Exactly reproduce the line that contains "return Ok(());" and all lines after it in the entries below, through the very last line.

### Material for this exercise

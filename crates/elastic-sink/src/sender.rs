//! Bulk sender over a pluggable transport, with elastic classifier tables.

use async_trait::async_trait;
use relay_protocol::Event;
use relay_sink_core::{BulkSender, ClassifierTables, ErrorClassifier, ErrorInfo, SenderStage};
use tracing::debug;

use crate::json::event_to_document;

/// Rough per-event body size used to presize the bulk buffer.
const EXPECTED_EVENT_SIZE: usize = 2048;

const EMPTY_INDEX_ACTION: &[u8] = b"{\"index\":{}}";

#[derive(thiserror::Error, Debug)]
#[error("transport error: {0}")]
pub struct TransportError(pub String);

/// Executes one `_bulk` request and reports the response status code.
///
/// The concrete HTTP client stays behind this seam; tests substitute a
/// scripted transport.
#[async_trait]
pub trait BulkTransport: Send + Sync {
    async fn execute(&self, body: Vec<u8>) -> Result<u16, TransportError>;
}

/// Sends event batches to a search index as `_bulk` NDJSON requests.
pub struct ElasticSender<T> {
    transport: T,
    merge_properties_to_root: bool,
}

impl<T: BulkTransport> ElasticSender<T> {
    pub fn new(transport: T, merge_properties_to_root: bool) -> Self {
        Self {
            transport,
            merge_properties_to_root,
        }
    }
}

/// Render a batch as an NDJSON `_bulk` body: per event an empty index
/// action line followed by the document line.
pub fn render_bulk_body(events: &[Event], merge_properties_to_root: bool) -> Vec<u8> {
    let mut body = Vec::with_capacity(events.len() * EXPECTED_EVENT_SIZE);
    for event in events {
        body.extend_from_slice(EMPTY_INDEX_ACTION);
        body.push(b'\n');
        let document = event_to_document(event, merge_properties_to_root);
        // Serializing a string-keyed Value into a Vec cannot fail.
        if let Ok(line) = serde_json::to_vec(&document) {
            body.extend_from_slice(&line);
        }
        body.push(b'\n');
    }
    body
}

#[async_trait]
impl<T: BulkTransport> BulkSender for ElasticSender<T> {
    async fn send(&self, events: &[Event]) -> Result<(), ErrorInfo> {
        let body = render_bulk_body(events, self.merge_properties_to_root);
        let status = self
            .transport
            .execute(body)
            .await
            .map_err(|e| ErrorInfo::transport(SenderStage::Send, e.to_string()))?;

        if (200..300).contains(&status) {
            debug!(count = events.len(), "bulk request accepted");
            Ok(())
        } else {
            Err(ErrorInfo::send(status, "bulk request rejected"))
        }
    }
}

/// Default classification tables for the elastic backend.
///
/// 409 means the document already exists; it is retried (the conflict may
/// be a replay race) and dropped once retries are exhausted. Codes outside
/// these tables are a configuration gap and fail the sink.
pub fn default_classifier_tables() -> ClassifierTables {
    ClassifierTables {
        client_setup: ErrorClassifier::new(
            [404, 408, 409, 429],
            [400, 401, 403],
            [409],
        ),
        send: ErrorClassifier::new(
            [408, 409, 429],
            [400, 401, 403, 404, 413],
            [409],
        ),
    }
}

#[cfg(test)]
mod tests {
    use super::*;
    use relay_protocol::{EventBuilder, Value};
    use relay_sink_core::Classification;
    use std::sync::atomic::{AtomicU16, Ordering};

    struct FixedStatusTransport {
        status: AtomicU16,
        requests: AtomicU16,
    }

    impl FixedStatusTransport {
        fn new(status: u16) -> Self {
            Self {
                status: AtomicU16::new(status),
                requests: AtomicU16::new(0),
            }
        }
    }

    #[async_trait]
    impl BulkTransport for FixedStatusTransport {
        async fn execute(&self, _body: Vec<u8>) -> Result<u16, TransportError> {
            self.requests.fetch_add(1, Ordering::SeqCst);
            Ok(self.status.load(Ordering::SeqCst))
        }
    }

    fn events(n: usize) -> Vec<relay_protocol::Event> {
        (0..n)
            .map(|i| {
                EventBuilder::new()
                    .tag("seq", Value::Integer(i as i32))
                    .build()
            })
            .collect()
    }

    #[test]
    fn bulk_body_alternates_action_and_document_lines() {
        let body = render_bulk_body(&events(3), false);
        let text = String::from_utf8(body).unwrap();
        let lines: Vec<&str> = text.lines().collect();

        assert_eq!(lines.len(), 6);
        for pair in lines.chunks(2) {
            assert_eq!(pair[0], "{\"index\":{}}");
            let doc: serde_json::Value = serde_json::from_str(pair[1]).unwrap();
            assert!(doc["@timestamp"].is_string());
        }
    }

    #[tokio::test]
    async fn accepted_status_is_ok() {
        let sender = ElasticSender::new(FixedStatusTransport::new(200), false);
        assert!(sender.send(&events(1)).await.is_ok());
        assert_eq!(sender.transport.requests.load(Ordering::SeqCst), 1);
    }

    #[tokio::test]
    async fn rejected_status_surfaces_the_code() {
        let sender = ElasticSender::new(FixedStatusTransport::new(429), false);
        let error = sender.send(&events(1)).await.unwrap_err();
        assert_eq!(error.code, Some(429));
        assert_eq!(error.stage, SenderStage::Send);
    }

    #[test]
    fn default_tables_classify_elastic_codes() {
        let tables = default_classifier_tables();
        assert_eq!(tables.send.classify(Some(429)), Classification::Retryable);
        assert_eq!(tables.send.classify(Some(400)), Classification::NonRetryable);
        assert_eq!(tables.send.classify(Some(502)), Classification::Retryable);
        assert_eq!(tables.send.classify(Some(418)), Classification::Unclassified);
        assert!(tables.send.drops_after_retry(Some(409)));
        // Client setup tolerates a 404 (index not yet created) as retryable.
        assert_eq!(
            tables.client_setup.classify(Some(404)),
            Classification::Retryable
        );
    }
}
use std::collections::HashMap;
use std::time::Duration;

use async_trait::async_trait;
use rdkafka::config::ClientConfig;
use rdkafka::consumer::{CommitMode, Consumer, StreamConsumer};
use rdkafka::message::{BorrowedMessage, Message};
use rdkafka::{Offset, TopicPartitionList};
use tracing::debug;

use relay_sink_core::{LogClient, LogError, LogRecord, StreamPartition};

use crate::config::KafkaLogConfig;

/// Hard upper bound on records returned by one poll call, on top of the
/// caller-supplied bound; the bulk consumer keeps polling until its own
/// batch is full or its budget expires.
const MAX_POLL_RECORDS: usize = 500;

/// How long to wait for further already-buffered records once the first
/// record of a poll has arrived.
const DRAIN_TIMEOUT: Duration = Duration::from_millis(10);

const WATERMARK_TIMEOUT: Duration = Duration::from_secs(5);

/// `LogClient` over an rdkafka stream consumer with manual offsets.
pub struct KafkaLogClient {
    consumer: StreamConsumer,
}

impl KafkaLogClient {
    pub fn new(config: &KafkaLogConfig) -> Result<Self, LogError> {
        let consumer: StreamConsumer = ClientConfig::new()
            .set("bootstrap.servers", config.brokers.join(","))
            .set("group.id", &config.group_id)
            // The bulk consumer commits offsets itself, only after a batch
            // is confirmed processed.
            .set("enable.auto.commit", "false")
            .set("auto.offset.reset", &config.auto_offset_reset)
            .set("session.timeout.ms", &config.session_timeout_ms)
            .set("enable.partition.eof", "false")
            .create()
            .map_err(|e| LogError::Subscription(format!("failed to create consumer: {e}")))?;

        Ok(Self { consumer })
    }

    fn convert(message: &BorrowedMessage<'_>) -> LogRecord {
        LogRecord {
            partition: StreamPartition::new(message.topic(), message.partition()),
            offset: message.offset(),
            key: message.key().map(|k| k.to_vec()),
            // A keyed tombstone without a payload decodes to nothing and is
            // dropped downstream with a warning.
            payload: message.payload().map(|p| p.to_vec()).unwrap_or_default(),
        }
    }
}

#[async_trait]
impl LogClient for KafkaLogClient {
    async fn poll(
        &mut self,
        timeout: Duration,
        max_records: usize,
    ) -> Result<Vec<LogRecord>, LogError> {
        let cap = max_records.min(MAX_POLL_RECORDS);
        let mut records = Vec::new();
        if cap == 0 {
            return Ok(records);
        }

        // Wait for the first record under the caller's budget.
        match tokio::time::timeout(timeout, self.consumer.recv()).await {
            Err(_) => return Ok(records),
            Ok(Err(e)) => return Err(LogError::Poll(e.to_string())),
            Ok(Ok(message)) => records.push(Self::convert(&message)),
        }

        // Then drain whatever is already buffered.
        while records.len() < cap {
            match tokio::time::timeout(DRAIN_TIMEOUT, self.consumer.recv()).await {
                Ok(Ok(message)) => records.push(Self::convert(&message)),
                Ok(Err(e)) => return Err(LogError::Poll(e.to_string())),
                Err(_) => break,
            }
        }

        debug!(count = records.len(), "polled records");
        Ok(records)
    }

    async fn commit(&mut self, offsets: &HashMap<StreamPartition, i64>) -> Result<(), LogError> {
        if offsets.is_empty() {
            return Ok(());
        }

        let mut tpl = TopicPartitionList::new();
        for (partition, next_offset) in offsets {
            tpl.add_partition_offset(
                &partition.stream,
                partition.partition,
                Offset::Offset(*next_offset),
            )
            .map_err(|e| LogError::Commit(format!("failed to add partition offset: {e}")))?;
        }

        self.consumer
            .commit(&tpl, CommitMode::Sync)
            .map_err(|e| LogError::Commit(e.to_string()))
    }

    async fn subscribe(&mut self, pattern: &str) -> Result<(), LogError> {
        self.consumer
            .subscribe(&[pattern])
            .map_err(|e| LogError::Subscription(e.to_string()))
    }

    async fn unsubscribe(&mut self) {
        self.consumer.unsubscribe();
    }

    async fn end_offsets(
        &mut self,
        partitions: &[StreamPartition],
    ) -> Result<HashMap<StreamPartition, i64>, LogError> {
        let mut offsets = HashMap::with_capacity(partitions.len());
        for partition in partitions {
            let (_, high) = self
                .consumer
                .fetch_watermarks(&partition.stream, partition.partition, WATERMARK_TIMEOUT)
                .map_err(|e| LogError::Poll(e.to_string()))?;
            offsets.insert(partition.clone(), high);
        }
        Ok(offsets)
    }
}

######

[Worked solution]
            return Ok(());
        }

        let mut tpl = TopicPartitionList::new();
        for (partition, next_offset) in offsets {
            tpl.add_partition_offset(
                &partition.stream,
                partition.partition,
                Offset::Offset(*next_offset),
            )
            .map_err(|e| LogError::Commit(format!("failed to add partition offset: {e}")))?;
        }

        self.consumer
            .commit(&tpl, CommitMode::Sync)
            .map_err(|e| LogError::Commit(e.to_string()))
    }

    async fn subscribe(&mut self, pattern: &str) -> Result<(), LogError> {
        self.consumer
            .subscribe(&[pattern])
            .map_err(|e| LogError::Subscription(e.to_string()))
    }

    async fn unsubscribe(&mut self) {
        self.consumer.unsubscribe();
    }

    async fn end_offsets(
        &mut self,
        partitions: &[StreamPartition],
    ) -> Result<HashMap<StreamPartition, i64>, LogError> {
        let mut offsets = HashMap::with_capacity(partitions.len());
        for partition in partitions {
            let (_, high) = self
                .consumer
                .fetch_watermarks(&partition.stream, partition.partition, WATERMARK_TIMEOUT)
                .map_err(|e| LogError::Poll(e.to_string()))?;
            offsets.insert(partition.clone(), high);
        }
        Ok(offsets)
    }
}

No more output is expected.